Army officer and rugby player; Born July 8, 1918; Died October 20, 2008.

Brigadier Frank Coutts, who has died aged 90, was a former commander of one of Scotland's most famous Army regiments and one-time president of the Scottish Rugby Union.

Hearing news of VE Day as one of 600 men of the 4th Battalion of the King's Own Scottish Borderers (KOSB), lying exhausted halfway between Bremen and Hamburg, produced an epiphany for Coutts. "I was now responsible for 250 men," he remembered. "What was to become of them? Would they get their jobs back? Would I get work?"

Coutts did get work, taking a regular Army commission in 1946 and playing as much professional rugby as possible. Although international rugby had not yet resumed following the Second World War, he played in a memorable 27-0 victory over England at Murrayfield. In the first post-war Five Nations match on January 1, 1947, he was only a reserve, but was honoured to pipe his team on to the field at the Stades Colombes, Paris, only to see them defeated 8-3.

The Army and rugby were the twin strands of the life of Francis Henderson Coutts, who was born towards the end of the First World War, one of six children (and five sons) of church minister Rev Jack Coutts.
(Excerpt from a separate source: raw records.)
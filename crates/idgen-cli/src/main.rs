//! idgen CLI - identity-preserving portrait generation.

use clap::Parser;
use tracing_subscriber::{fmt, prelude::*, EnvFilter};

mod commands;
mod config;
mod output;

use commands::{predict::PredictArgs, Cli, Commands, ExitCode};
use config::AppConfig;

fn main() -> std::process::ExitCode {
    let cli = Cli::parse();

    // Initialize tracing
    let filter = match cli.verbose {
        0 => EnvFilter::new("warn"),
        1 => EnvFilter::new("info"),
        2 => EnvFilter::new("debug"),
        _ => EnvFilter::new("trace"),
    };

    tracing_subscriber::registry()
        .with(fmt::layer().with_writer(std::io::stderr))
        .with(filter)
        .init();

    let config = AppConfig::load();

    let exit_code = match cli.command {
        Some(Commands::Predict(args)) => predict(args, &config),
        Some(Commands::Models(ref args)) => match commands::models::run(args, &config) {
            Ok(()) => ExitCode::Success,
            Err(e) => report(&e),
        },
        // Default behavior: run predict with flattened args
        None => predict(cli.predict, &config),
    };

    exit_code.into()
}

fn predict(args: PredictArgs, config: &AppConfig) -> ExitCode {
    let args = PredictArgs::with_config(args, config);
    match commands::predict::run(&args) {
        Ok(_) => ExitCode::Success,
        Err(e) => report(&e),
    }
}

fn report(err: &anyhow::Error) -> ExitCode {
    eprintln!("error: {err:#}");
    ExitCode::for_error(err)
}
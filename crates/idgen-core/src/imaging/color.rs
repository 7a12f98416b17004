//! Channel-order conversion between RGB images and detector BGR buffers.

use image::{DynamicImage, RgbImage};

/// An 8-bit, three-channel image stored in BGR order.
///
/// Face detectors trained on OpenCV pipelines expect this layout.
#[derive(Debug, Clone, PartialEq, Eq)]
pub struct BgrImage {
    width: u32,
    height: u32,
    data: Vec<u8>,
}

impl BgrImage {
    /// Converts an RGB image to BGR order.
    #[must_use]
    pub fn from_rgb(image: &RgbImage) -> Self {
        let (width, height) = image.dimensions();
        Self {
            width,
            height,
            data: swap_red_blue(image.as_raw()),
        }
    }

    /// Converts any image to BGR via RGB8.
    #[must_use]
    pub fn from_dynamic(image: &DynamicImage) -> Self {
        Self::from_rgb(&image.to_rgb8())
    }

    /// Converts back to an RGB image.
    #[must_use]
    pub fn to_rgb(&self) -> RgbImage {
        // Lengths always agree: `data` is built from a `width * height * 3` buffer.
        RgbImage::from_raw(self.width, self.height, swap_red_blue(&self.data))
            .unwrap_or_else(|| RgbImage::new(self.width, self.height))
    }

    /// Width in pixels.
    #[must_use]
    pub const fn width(&self) -> u32 {
        self.width
    }

    /// Height in pixels.
    #[must_use]
    pub const fn height(&self) -> u32 {
        self.height
    }

    /// Raw interleaved BGR bytes, row-major.
    #[must_use]
    pub fn as_bytes(&self) -> &[u8] {
        &self.data
    }
}

fn swap_red_blue(raw: &[u8]) -> Vec<u8> {
    raw.chunks_exact(3)
        .flat_map(|px| [px[2], px[1], px[0]])
        .collect()
}
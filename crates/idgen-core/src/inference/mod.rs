//! Seeded randomness for the diffusion call.

mod generator;

pub use generator::{resolve_seed, Generator, LATENT_CHANNELS, VAE_SCALE_FACTOR};
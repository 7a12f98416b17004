//! Edge-map conditioning.

use image::{DynamicImage, GrayImage};
use imageproc::edges::canny;

use crate::ports::ConditionExtractor;

/// Hysteresis thresholds for the Canny detector.
#[derive(Debug, Clone, Copy, PartialEq)]
pub struct CannyConfig {
    /// Weak-edge threshold.
    pub low_threshold: f32,
    /// Strong-edge threshold.
    pub high_threshold: f32,
}

impl Default for CannyConfig {
    fn default() -> Self {
        Self {
            low_threshold: 100.0,
            high_threshold: 200.0,
        }
    }
}

/// Produces a white-on-black edge map.
///
/// Edges are found on the luma of the image, so a boundary between two
/// colors of equal brightness produces no edge.
#[derive(Debug, Clone, Default)]
pub struct CannyExtractor {
    config: CannyConfig,
}

impl CannyExtractor {
    /// Creates an extractor with the given thresholds.
    #[must_use]
    pub const fn new(config: CannyConfig) -> Self {
        Self { config }
    }

    /// Runs Canny on an already-grayscale image.
    #[must_use]
    pub fn edges(&self, gray: &GrayImage) -> GrayImage {
        canny(gray, self.config.low_threshold, self.config.high_threshold)
    }
}

impl ConditionExtractor for CannyExtractor {
    fn name(&self) -> &'static str {
        "canny"
    }

    fn extract(&self, image: &DynamicImage) -> anyhow::Result<DynamicImage> {
        let edges = self.edges(&image.to_luma8());
        // Three identical channels, as the ControlNet was trained on.
        Ok(DynamicImage::ImageLuma8(edges).into_rgb8().into())
    }
}
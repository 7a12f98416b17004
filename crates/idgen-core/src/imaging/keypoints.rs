//! Face keypoint overlay used as the IdentityNet conditioning image.

#![allow(clippy::cast_possible_truncation)]
#![allow(clippy::cast_precision_loss)]

use image::{DynamicImage, Rgb, RgbImage};
use imageproc::drawing::{draw_filled_circle_mut, draw_polygon_mut};
use imageproc::point::Point;

/// Keypoint colors, by keypoint index.
const COLORS: [[u8; 3]; 5] = [
    [255, 0, 0],
    [0, 255, 0],
    [0, 0, 255],
    [255, 255, 0],
    [255, 0, 255],
];

/// Limbs as keypoint index pairs; every limb ends at the nose.
const LIMBS: [(usize, usize); 4] = [(0, 2), (1, 2), (3, 2), (4, 2)];

/// Half thickness of a limb ellipse in pixels.
const STICK_WIDTH: i32 = 4;

/// Radius of a keypoint dot in pixels.
const DOT_RADIUS: i32 = 10;

/// Limbs are drawn at this fraction of full intensity.
const LIMB_INTENSITY: f32 = 0.6;

/// Renders `kps` on a black `width` × `height` canvas.
///
/// Each limb is a filled ellipse between its two keypoints, dimmed to 60%.
/// Each keypoint is then drawn as a full-intensity dot. Only the first five
/// keypoints are used.
#[must_use]
pub fn draw_keypoints(width: u32, height: u32, kps: &[[f32; 2]]) -> DynamicImage {
    let mut canvas = RgbImage::new(width, height);
    let kps = &kps[..kps.len().min(COLORS.len())];

    for &(from, to) in &LIMBS {
        let (Some(a), Some(b)) = (kps.get(from), kps.get(to)) else {
            continue;
        };
        let color = dimmed(COLORS[from]);

        let length = ((a[0] - b[0]).powi(2) + (a[1] - b[1]).powi(2)).sqrt();
        let angle = (a[1] - b[1]).atan2(a[0] - b[0]).to_degrees();
        let center = (
            ((a[0] + b[0]) / 2.0) as i32,
            ((a[1] + b[1]) / 2.0) as i32,
        );
        let polygon = ellipse_polygon(center, ((length / 2.0) as i32, STICK_WIDTH), angle as i32);

        if polygon.len() >= 3 {
            draw_polygon_mut(&mut canvas, &polygon, Rgb(color));
        }
    }

    for (kp, color) in kps.iter().zip(COLORS) {
        draw_filled_circle_mut(
            &mut canvas,
            (kp[0] as i32, kp[1] as i32),
            DOT_RADIUS,
            Rgb(color),
        );
    }

    DynamicImage::ImageRgb8(canvas)
}

fn dimmed(color: [u8; 3]) -> [u8; 3] {
    color.map(|c| (f32::from(c) * LIMB_INTENSITY) as u8)
}

/// Approximates a rotated ellipse with one vertex per degree.
///
/// Consecutive duplicates are dropped, and so is a closing vertex equal to
/// the first one, as `draw_polygon_mut` requires an open polygon.
fn ellipse_polygon(center: (i32, i32), axes: (i32, i32), angle_deg: i32) -> Vec<Point<i32>> {
    let (sin_a, cos_a) = (angle_deg as f32).to_radians().sin_cos();
    let (cx, cy) = (center.0 as f32, center.1 as f32);
    let (ax, ay) = (axes.0 as f32, axes.1 as f32);

    let mut points: Vec<Point<i32>> = Vec::with_capacity(360);
    for deg in 0..360_u16 {
        let (sin_t, cos_t) = f32::from(deg).to_radians().sin_cos();
        let x = ax * cos_t;
        let y = ay * sin_t;
        let point = Point::new(
            (cx + x * cos_a - y * sin_a).round() as i32,
            (cy + x * sin_a + y * cos_a).round() as i32,
        );
        if points.last() != Some(&point) {
            points.push(point);
        }
    }
    while points.len() > 1 && points.first() == points.last() {
        points.pop();
    }
    points
}
//! Result output port for persisting the generated image.

use std::path::PathBuf;

use crate::domain::GenerationResult;

/// Port for persisting prediction output.
pub trait ResultOutput: Send + Sync {
    /// Writes the result image, replacing any earlier one.
    ///
    /// # Returns
    ///
    /// The location the image was written to.
    ///
    /// # Errors
    ///
    /// Returns an error if writing fails.
    fn persist(&self, result: &GenerationResult) -> anyhow::Result<PathBuf>;
}
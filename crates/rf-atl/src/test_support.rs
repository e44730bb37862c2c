//! Scriptable middleware for unit tests
//!
//! Impl nodes whose name starts with `fail` make the matching backend call
//! fail, `pending` makes trigger activation return `Pending`. Nodes tagged
//! `Invalid` cannot be parsed. Every call is recorded in `MockState::calls`.

use parking_lot::Mutex;
use std::collections::HashMap;
use std::path::PathBuf;
use std::sync::Arc;

use crate::middleware::*;
use crate::position::{MultiPositionParams, WorldTransform};
use crate::request::RequestSender;
use crate::types::{AudioObjectId, EventId, PanningMode, RequestStatus, SourceId};

#[derive(Default)]
pub struct MockState {
    next_handle: u64,
    names: HashMap<u64, String>,
    pub calls: Vec<String>,
    pub fail_object_data: bool,
    pub fail_event_data: bool,
    pub fail_set_position: bool,
    pub fail_initialize: bool,
    pub file_root: PathBuf,
    pub language: String,
    pub callbacks: Option<RequestSender>,
    pub registered_files: Vec<String>,
    pub obstruction: Vec<(ObjectData, f32, f32)>,
}

impl MockState {
    fn handle(&mut self, name: &str) -> u64 {
        self.next_handle += 1;
        self.names.insert(self.next_handle, name.to_string());
        self.next_handle
    }

    fn name(&self, handle: u64) -> &str {
        self.names.get(&handle).map(String::as_str).unwrap_or("")
    }

    fn status_for(&self, handle: u64) -> RequestStatus {
        let name = self.name(handle);
        if name.starts_with("fail") {
            RequestStatus::Failure
        } else if name.starts_with("pending") {
            RequestStatus::Pending
        } else {
            RequestStatus::Success
        }
    }

    fn record(&mut self, call: impl Into<String>) {
        self.calls.push(call.into());
    }

    /// Number of recorded calls starting with `prefix`
    pub fn count(&self, prefix: &str) -> usize {
        self.calls.iter().filter(|c| c.starts_with(prefix)).count()
    }
}

#[derive(Clone, Default)]
pub struct MockMiddleware {
    pub state: Arc<Mutex<MockState>>,
}

impl MockMiddleware {
    pub fn new() -> Self {
        Self::default()
    }

    pub fn with_file_root(root: impl Into<PathBuf>) -> Self {
        let mock = Self::default();
        mock.state.lock().file_root = root.into();
        mock
    }

    pub fn count(&self, prefix: &str) -> usize {
        self.state.lock().count(prefix)
    }

    fn parse(&self, node: &ImplNode) -> Option<u64> {
        if node.tag == "Invalid" {
            return None;
        }
        Some(self.state.lock().handle(&node.name))
    }

    fn status(&self, handle: u64) -> RequestStatus {
        self.state.lock().status_for(handle)
    }
}

impl AudioMiddleware for MockMiddleware {
    fn initialize(&mut self, callbacks: RequestSender) -> RequestStatus {
        let mut s = self.state.lock();
        s.record("initialize");
        s.callbacks = Some(callbacks);
        RequestStatus::from_bool(!s.fail_initialize)
    }

    fn shut_down(&mut self) -> RequestStatus {
        self.state.lock().record("shut_down");
        RequestStatus::Success
    }

    fn release(&mut self) -> RequestStatus {
        self.state.lock().record("release");
        RequestStatus::Success
    }

    fn update(&mut self, _delta_ms: f32) {
        self.state.lock().record("update");
    }

    fn stop_all_sounds(&mut self) -> RequestStatus {
        self.state.lock().record("stop_all_sounds");
        RequestStatus::Success
    }

    fn set_language(&mut self, language: &str) {
        let mut s = self.state.lock();
        s.record(format!("set_language:{}", language));
        s.language = language.to_string();
    }

    fn impl_sub_path(&self) -> String {
        "mock".to_string()
    }

    fn set_panning_mode(&mut self, _mode: PanningMode) {
        self.state.lock().record("set_panning_mode");
    }

    fn on_lose_focus(&mut self) -> RequestStatus {
        self.state.lock().record("on_lose_focus");
        RequestStatus::Success
    }

    fn on_get_focus(&mut self) -> RequestStatus {
        self.state.lock().record("on_get_focus");
        RequestStatus::Success
    }

    fn on_mute(&mut self) -> RequestStatus {
        self.state.lock().record("on_mute");
        RequestStatus::Success
    }

    fn on_unmute(&mut self) -> RequestStatus {
        self.state.lock().record("on_unmute");
        RequestStatus::Success
    }

    fn new_global_audio_object_data(&mut self, id: AudioObjectId) -> ObjectData {
        let mut s = self.state.lock();
        s.record("new_global_audio_object_data");
        ObjectData(s.handle(&format!("object{}", id)))
    }

    fn new_audio_object_data(&mut self, id: AudioObjectId) -> Option<ObjectData> {
        let mut s = self.state.lock();
        if s.fail_object_data {
            return None;
        }
        s.record("new_audio_object_data");
        Some(ObjectData(s.handle(&format!("object{}", id))))
    }

    fn delete_audio_object_data(&mut self, _data: ObjectData) {
        self.state.lock().record("delete_audio_object_data");
    }

    fn reset_audio_object(&mut self, _data: ObjectData) -> RequestStatus {
        self.state.lock().record("reset_audio_object");
        RequestStatus::Success
    }

    fn register_audio_object(&mut self, _data: ObjectData, name: Option<&str>) -> RequestStatus {
        self.state
            .lock()
            .record(format!("register_audio_object:{}", name.unwrap_or("")));
        RequestStatus::Success
    }

    fn unregister_audio_object(&mut self, _data: ObjectData) -> RequestStatus {
        self.state.lock().record("unregister_audio_object");
        RequestStatus::Success
    }

    fn update_audio_object(&mut self, _data: ObjectData) -> RequestStatus {
        self.state.lock().record("update_audio_object");
        RequestStatus::Success
    }

    fn set_position(&mut self, _data: ObjectData, _transform: &WorldTransform) -> RequestStatus {
        let mut s = self.state.lock();
        s.record("set_position");
        RequestStatus::from_bool(!s.fail_set_position)
    }

    fn set_multiple_positions(
        &mut self,
        _data: ObjectData,
        _params: &MultiPositionParams,
    ) -> RequestStatus {
        self.state.lock().record("set_multiple_positions");
        RequestStatus::Success
    }

    fn set_obstruction_occlusion(
        &mut self,
        data: ObjectData,
        obstruction: f32,
        occlusion: f32,
    ) -> RequestStatus {
        let mut s = self.state.lock();
        s.record("set_obstruction_occlusion");
        s.obstruction.push((data, obstruction, occlusion));
        RequestStatus::Success
    }

    fn new_default_listener_data(&mut self, _id: AudioObjectId) -> ListenerData {
        let mut s = self.state.lock();
        s.record("new_default_listener_data");
        ListenerData(s.handle("default_listener"))
    }

    fn new_listener_data(&mut self, _id: AudioObjectId) -> ListenerData {
        let mut s = self.state.lock();
        s.record("new_listener_data");
        ListenerData(s.handle("listener"))
    }

    fn delete_listener_data(&mut self, _data: ListenerData) {
        self.state.lock().record("delete_listener_data");
    }

    fn set_listener_position(
        &mut self,
        _data: ListenerData,
        _transform: &WorldTransform,
    ) -> RequestStatus {
        let mut s = self.state.lock();
        s.record("set_listener_position");
        RequestStatus::from_bool(!s.fail_set_position)
    }

    fn new_event_data(&mut self, id: EventId) -> Option<EventData> {
        let mut s = self.state.lock();
        if s.fail_event_data {
            return None;
        }
        s.record("new_event_data");
        Some(EventData(s.handle(&format!("event{}", id))))
    }

    fn delete_event_data(&mut self, _data: EventData) {
        self.state.lock().record("delete_event_data");
    }

    fn reset_event_data(&mut self, _data: EventData) {
        self.state.lock().record("reset_event_data");
    }

    fn new_trigger_impl_data(&mut self, node: &ImplNode) -> Option<TriggerData> {
        self.parse(node).map(TriggerData)
    }

    fn delete_trigger_impl_data(&mut self, _data: TriggerData) {
        self.state.lock().record("delete_trigger_impl_data");
    }

    fn activate_trigger(
        &mut self,
        _object: ObjectData,
        trigger: TriggerData,
        _event: EventData,
        source: Option<&SourceInfo>,
    ) -> RequestStatus {
        let status = self.status(trigger.0);
        let mut s = self.state.lock();
        let name = s.name(trigger.0).to_string();
        match source {
            Some(info) => s.record(format!("activate_trigger:{}:source{}", name, info.source_id)),
            None => s.record(format!("activate_trigger:{}", name)),
        }
        status
    }

    fn prepare_trigger_async(
        &mut self,
        _object: ObjectData,
        trigger: TriggerData,
        _event: EventData,
    ) -> RequestStatus {
        self.state.lock().record("prepare_trigger_async");
        self.status(trigger.0)
    }

    fn unprepare_trigger_async(
        &mut self,
        _object: ObjectData,
        trigger: TriggerData,
        _event: EventData,
    ) -> RequestStatus {
        self.state.lock().record("unprepare_trigger_async");
        self.status(trigger.0)
    }

    fn stop_event(&mut self, _object: ObjectData, _event: EventData) -> RequestStatus {
        self.state.lock().record("stop_event");
        RequestStatus::Success
    }

    fn stop_all_events(&mut self, _object: ObjectData) -> RequestStatus {
        self.state.lock().record("stop_all_events");
        RequestStatus::Success
    }

    fn new_rtpc_impl_data(&mut self, node: &ImplNode) -> Option<RtpcData> {
        self.parse(node).map(RtpcData)
    }

    fn delete_rtpc_impl_data(&mut self, _data: RtpcData) {
        self.state.lock().record("delete_rtpc_impl_data");
    }

    fn set_rtpc(&mut self, _object: ObjectData, rtpc: RtpcData, _value: f32) -> RequestStatus {
        self.state.lock().record("set_rtpc");
        self.status(rtpc.0)
    }

    fn reset_rtpc(&mut self, _object: ObjectData, rtpc: RtpcData) -> RequestStatus {
        self.state.lock().record("reset_rtpc");
        self.status(rtpc.0)
    }

    fn new_switch_state_impl_data(&mut self, node: &ImplNode) -> Option<SwitchStateData> {
        self.parse(node).map(SwitchStateData)
    }

    fn delete_switch_state_impl_data(&mut self, _data: SwitchStateData) {
        self.state.lock().record("delete_switch_state_impl_data");
    }

    fn set_switch_state(&mut self, _object: ObjectData, state: SwitchStateData) -> RequestStatus {
        self.state.lock().record("set_switch_state");
        self.status(state.0)
    }

    fn new_environment_impl_data(&mut self, node: &ImplNode) -> Option<EnvironmentData> {
        self.parse(node).map(EnvironmentData)
    }

    fn delete_environment_impl_data(&mut self, _data: EnvironmentData) {
        self.state.lock().record("delete_environment_impl_data");
    }

    fn set_environment(
        &mut self,
        _object: ObjectData,
        environment: EnvironmentData,
        _amount: f32,
    ) -> RequestStatus {
        self.state.lock().record("set_environment");
        self.status(environment.0)
    }

    fn parse_audio_file_entry(&mut self, node: &ImplNode) -> Option<FileEntryInfo> {
        let handle = self.parse(node)?;
        let localized = node
            .properties
            .get("localized")
            .and_then(|v| v.as_bool())
            .unwrap_or(false);
        Some(FileEntryInfo {
            file_name: node.name.clone(),
            localized,
            memory_alignment: 16,
            data: FileEntryData(handle),
        })
    }

    fn delete_file_entry_data(&mut self, _data: FileEntryData) {
        self.state.lock().record("delete_file_entry_data");
    }

    fn audio_file_location(&self, info: &FileEntryInfo) -> String {
        let s = self.state.lock();
        let mut dir = s.file_root.clone();
        if info.localized {
            dir.push(&s.language);
        }
        dir.to_string_lossy().into_owned()
    }

    fn register_in_memory_file(&mut self, info: &FileEntryInfo, _data: &[u8]) -> RequestStatus {
        let mut s = self.state.lock();
        s.record(format!("register_in_memory_file:{}", info.file_name));
        s.registered_files.push(info.file_name.clone());
        RequestStatus::Success
    }

    fn unregister_in_memory_file(&mut self, info: &FileEntryInfo) -> RequestStatus {
        let mut s = self.state.lock();
        s.record(format!("unregister_in_memory_file:{}", info.file_name));
        s.registered_files.retain(|f| f != &info.file_name);
        RequestStatus::Success
    }

    fn create_audio_source(&mut self, config: &AudioInputConfig) -> bool {
        self.state
            .lock()
            .record(format!("create_audio_source:{}", config.source_id));
        true
    }

    fn destroy_audio_source(&mut self, source_id: SourceId) {
        self.state
            .lock()
            .record(format!("destroy_audio_source:{}", source_id));
    }

    fn implementation_name(&self) -> &str {
        "mock"
    }
}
Frank, as he became known, was educated at Glasgow Academy (where "rugby football was the second religion") and in 1937 joined the Metropolitan Police after a year in Canada. Coutts mixed menial traffic duties with the harder-edged activities of keeping Oswald Mosley's unruly supporters in line, both later detailed in his first memoir, One Blue Bonnet.

Although a Glaswegian by birth, Coutts's family moved from Milngavie to St Aidan's Manse in Melrose when he was a teenager and he quickly adopted the Borders as his new home, supporting Melrose RFC and fighting with the KOSB.

Initially, however, Coutts enlisted with the 2nd Battalion of the London Scottish, then acting as an anti-invasion unit. He was finally accepted into the 4th (Border) Battalion KOSB in June 1941 but did not make it to the front line until November 1944, when he commanded an anti-tank platoon which landed on the narrow Uncle Beach in Flushing, Netherlands.

From late 1944 until the end of the war, Coutts's battalion was constantly in action and sustained heavy losses. He endured hand-to-hand fighting as the assault force pushed through the Netherlands and eventually into Germany. He and the KOSB's 52nd Lowland Division were the first British troops on German soil and the first into Bremen after its devastation by Bomber Command. After VE Day, Coutts joined a huge convoy moving east, across the Elbe and into what became the Russian zone of East Germany.

On returned to the UK, Coutts's experience and management skills were utilised in various training assignments involving National Service recruits at Berwick, Dumfries, Barnard Castle in Durham and at the Army's Scottish command in Edinburgh Castle (where he helped develop the fledgling Edinburgh Military Tattoo).

From 1956-59 he served in Malaya and Singapore as commander D Company 1 KOSB, whose job - in the Gurkha Brigade - was to hunt down Communist guerrillas while fighting off mosquitoes and leeches. More overseas action followed from 1962-64 during the so-called "Indonesian-Malaysia confrontation" over the future of Borneo, where as a general staff officer Coutts took part in the struggle against Indonesian-backed insurgents.

From 1970-1980 Brigadier Coutts held the honorary title of Colonel of the (KOSB) Regiment, later becoming a passionate critic of its threatened (and implemented) abolition to become part of a new Royal Regiment of Scotland. Although he retired in 1973, his position as colonel continued for a few years more, while he also kept busy as general secretary of the Royal British Legion Scotland and concurrently of the Earl Haig Fund.

Coutts's interest in rugby also revived during his retirement. He was elected vice-president of the Scottish Rugby Union in 1976 and became president the following year. Following the publication of One Blue Bonnet, he published a second memoir in 2006. In The Golden Thread, Coutts expounded some controversial views on the state of the nation, mainly Tony Blair's army reforms, the Scottish Parliament, rugby and the Kirk, of which he was an elder.

Coutts died at the Royal Infirmary in Edinburgh. His wife, Morag, whom he married in 1948, died in 2004 and he is survived by their two daughters, Fiona and Sheena, and several grandchildren.